Los primeros seis años yo no vi un libro. Me crie en un barrio pobre de Santo Domingo, de la capital. No había libros. El único que creo que me encontré fue la Biblia pero con mucho perdón, a mí de niño no me interesaba para nada, no tenía dibujos, nada de esas cosas.
Fue cuando llegué a EE. UU. que me encontré con los libros. Todavía me acuerdo de la primera vez que fui a una biblioteca. Ellos me explicaron, porque yo no sabía nada, que tenía el privilegio de sacar 3 libros. Pero hay que entender que cuando uno viene de un barrio pobre, tener la posibilidad de sacar libros gratis, sin problema, que te los puedes quedar un par de semanas… para mí eso fue revolucionario. Encima de todo estuvo la fe y la confianza en esa institución: yo me enamoré de la cultura, de los libros. Todavía pienso muchísimo en Enid Blyton, una escritora inglesa, ella escribió muchos libros para niños, recuerdo la colección Los siete secretos, The Secret Seven en inglés, fueron los primeros libros que leí.

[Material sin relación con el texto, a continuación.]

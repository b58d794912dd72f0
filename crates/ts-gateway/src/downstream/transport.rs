//! JSON-RPC framing over the child language service's stdio.

use std::path::Path;
use std::process::Stdio;
use std::sync::atomic::{AtomicI64, Ordering};
use std::sync::Arc;

use anyhow::Context;
use parking_lot::Mutex;
use rustc_hash::FxHashMap;
use serde_json::{json, Value};
use tokio::io::{AsyncBufRead, AsyncBufReadExt, AsyncReadExt, AsyncWrite, AsyncWriteExt, BufReader};
use tokio::process::{Child, ChildStdin};
use tokio::sync::{mpsc, oneshot};
use tokio_util::sync::CancellationToken;
use tracing::{debug, warn};

use crate::error::{GatewayError, Result};

/// A notification from the downstream service.
#[derive(Debug)]
pub struct ServerMessage {
    pub method: String,
    pub params: Value,
}

type PendingResponses = Mutex<FxHashMap<i64, oneshot::Sender<std::result::Result<Value, String>>>>;

/// One spawned child process plus the request/response bookkeeping on
/// top of its pipes. Disposed (and re-created) on supervisor restart.
pub struct ServiceTransport {
    writer: Arc<tokio::sync::Mutex<ChildStdin>>,
    pending: Arc<PendingResponses>,
    next_id: AtomicI64,
    child: Mutex<Option<Child>>,
}

impl ServiceTransport {
    pub fn spawn(
        command: &[String],
        cwd: &Path,
        notifications: mpsc::UnboundedSender<ServerMessage>,
    ) -> Result<Arc<Self>> {
        let (program, args) = command
            .split_first()
            .ok_or_else(|| GatewayError::FatalSpawn("empty downstream command".to_string()))?;
        let mut child = tokio::process::Command::new(program)
            .args(args)
            .current_dir(cwd)
            .stdin(Stdio::piped())
            .stdout(Stdio::piped())
            .stderr(Stdio::piped())
            .kill_on_drop(true)
            .spawn()
            .map_err(|err| GatewayError::FatalSpawn(format!("{program}: {err}")))?;

        let stdin = child
            .stdin
            .take()
            .ok_or_else(|| GatewayError::FatalSpawn("downstream stdin unavailable".to_string()))?;
        let stdout = child
            .stdout
            .take()
            .ok_or_else(|| GatewayError::FatalSpawn("downstream stdout unavailable".to_string()))?;
        if let Some(stderr) = child.stderr.take() {
            tokio::spawn(async move {
                let mut lines = BufReader::new(stderr).lines();
                while let Ok(Some(line)) = lines.next_line().await {
                    debug!(target: "ts_gateway::downstream", "{line}");
                }
            });
        }

        let transport = Arc::new(Self {
            writer: Arc::new(tokio::sync::Mutex::new(stdin)),
            pending: Arc::new(Mutex::new(FxHashMap::default())),
            next_id: AtomicI64::new(1),
            child: Mutex::new(Some(child)),
        });

        let reader_pending = Arc::clone(&transport.pending);
        let reader_writer = Arc::clone(&transport.writer);
        tokio::spawn(async move {
            let mut reader = BufReader::new(stdout);
            loop {
                match read_frame(&mut reader).await {
                    Ok(Some(message)) => {
                        dispatch(message, &reader_pending, &reader_writer, &notifications).await;
                    }
                    Ok(None) => break,
                    Err(err) => {
                        warn!("downstream frame error: {err:#}");
                        break;
                    }
                }
            }
            fail_pending(&reader_pending, "downstream connection closed");
        });

        Ok(transport)
    }

    pub async fn request(
        &self,
        method: &str,
        params: Value,
        cancel: &CancellationToken,
    ) -> Result<Value> {
        let id = self.next_id.fetch_add(1, Ordering::Relaxed);
        let (tx, rx) = oneshot::channel();
        self.pending.lock().insert(id, tx);

        let frame = json!({ "jsonrpc": "2.0", "id": id, "method": method, "params": params });
        if let Err(err) = self.write(&frame).await {
            self.pending.lock().remove(&id);
            return Err(err);
        }

        tokio::select! {
            response = rx => match response {
                Ok(Ok(result)) => Ok(result),
                Ok(Err(message)) => Err(GatewayError::Downstream(message)),
                Err(_) => Err(GatewayError::Downstream("downstream connection closed".to_string())),
            },
            () = cancel.cancelled() => {
                self.pending.lock().remove(&id);
                let _ = self.notify("$/cancelRequest", json!({ "id": id })).await;
                Err(GatewayError::Cancelled)
            }
        }
    }

    pub async fn notify(&self, method: &str, params: Value) -> Result<()> {
        let frame = json!({ "jsonrpc": "2.0", "method": method, "params": params });
        self.write(&frame).await
    }

    async fn write(&self, frame: &Value) -> Result<()> {
        let mut writer = self.writer.lock().await;
        write_frame(&mut *writer, frame)
            .await
            .context("writing to downstream")?;
        Ok(())
    }

    /// Kills the child and fails every in-flight request.
    pub fn dispose(&self) {
        if let Some(mut child) = self.child.lock().take() {
            if let Err(err) = child.start_kill() {
                debug!("killing downstream: {err}");
            }
        }
        fail_pending(&self.pending, "downstream disposed");
    }
}

impl Drop for ServiceTransport {
    fn drop(&mut self) {
        self.dispose();
    }
}

fn fail_pending(pending: &PendingResponses, reason: &str) {
    let senders: Vec<_> = pending.lock().drain().collect();
    for (_, tx) in senders {
        let _ = tx.send(Err(reason.to_string()));
    }
}

async fn dispatch<W: AsyncWrite + Unpin>(
    message: Value,
    pending: &PendingResponses,
    writer: &Arc<tokio::sync::Mutex<W>>,
    notifications: &mpsc::UnboundedSender<ServerMessage>,
) {
    let id = message.get("id").cloned();
    let method = message.get("method").and_then(Value::as_str);
    match (id, method) {
        (Some(id), Some(method)) => {
            // Reverse request from the downstream (configuration,
            // capability registration, ...). Answer with an empty result
            // so it never blocks.
            debug!("answering downstream request {method} with null");
            let reply = json!({ "jsonrpc": "2.0", "id": id, "result": Value::Null });
            let mut writer = writer.lock().await;
            if let Err(err) = write_frame(&mut *writer, &reply).await {
                warn!("replying to downstream {method}: {err:#}");
            }
        }
        (None, Some(method)) => {
            let params = message.get("params").cloned().unwrap_or(Value::Null);
            let _ = notifications.send(ServerMessage {
                method: method.to_string(),
                params,
            });
        }
        (Some(id), None) => {
            let Some(id) = id.as_i64() else {
                warn!("downstream response with non-numeric id: {id}");
                return;
            };
            let Some(tx) = pending.lock().remove(&id) else {
                debug!("downstream response for unknown id {id}");
                return;
            };
            let outcome = if let Some(error) = message.get("error") {
                let rendered = error
                    .get("message")
                    .and_then(Value::as_str)
                    .unwrap_or("downstream error")
                    .to_string();
                Err(rendered)
            } else {
                Ok(message.get("result").cloned().unwrap_or(Value::Null))
            };
            let _ = tx.send(outcome);
        }
        (None, None) => warn!("downstream frame without id or method"),
    }
}

async fn read_frame<R: AsyncBufRead + Unpin>(reader: &mut R) -> anyhow::Result<Option<Value>> {
    let mut content_length: Option<usize> = None;
    loop {
        let mut line = String::new();
        let read = reader.read_line(&mut line).await?;
        if read == 0 {
            return Ok(None);
        }
        let trimmed = line.trim_end();
        if trimmed.is_empty() {
            break;
        }
        if let Some((name, value)) = trimmed.split_once(':') {
            if name.eq_ignore_ascii_case("content-length") {
                content_length = Some(value.trim().parse().context("bad Content-Length")?);
            }
        }
    }
    let length = content_length.context("frame without Content-Length")?;
    let mut body = vec![0u8; length];
    reader.read_exact(&mut body).await?;
    Ok(Some(serde_json::from_slice(&body)?))
}

async fn write_frame<W: AsyncWrite + Unpin>(writer: &mut W, frame: &Value) -> anyhow::Result<()> {
    let body = serde_json::to_vec(frame)?;
    let header = format!("Content-Length: {}\r\n\r\n", body.len());
    writer.write_all(header.as_bytes()).await?;
    writer.write_all(&body).await?;
    writer.flush().await?;
    Ok(())
}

¿Cómo elige los libros que lee? ¿Va a la librería? ¿De quién aceptas recomendaciones?
Soy como un tiburón. Como bien sabes, los tiburones se la pasan nadando para sobrevivir. Yo ando en esa búsqueda constante de libros. Siempre estoy “asechando”, mirando lo que las personas leen en el tren, en la calle. Visito bibliotecas, leo periódicos y revistas especializadas. Pero por encima de todo, aquí hay muchas tiendas vintage y mientras muchos buscan ropa y otras cosas, yo en cambio, me meto por las esquinas y busco libros viejos que ya no están en circulación. Donde sea, yo estoy buscando libros.
Además, apenas me levanto, leo de una vez; la gente se cepilla los dientes, yo leo. Y en la noche, leo siempre. No puedo contar las veces que me he despertado con la cara en un libro… ya con babas encima de las páginas lindas… es parte de mi costumbre.
No sé cómo fue. Pasó cuando yo era niño. No recuerdo los elementos de lo que estaba pasando, qué me atrajo primero. Si tuviera que suponer, diría que una niñez muy difícil, con un papá medio dictador, con un ambiente racista, viviendo en una familia pobre, sin control, sin recursos, viviendo con cinco hermanos en un apartamentico con dos habitaciones… uno necesita una manera de escapar… y también yo era, todavía soy, un muchacho sumamente curioso. Quería saber de todo. En esa época no había redes ni internet y si querías conocer el mundo, tenías que leer… y yo estaba loco por conocer el mundo.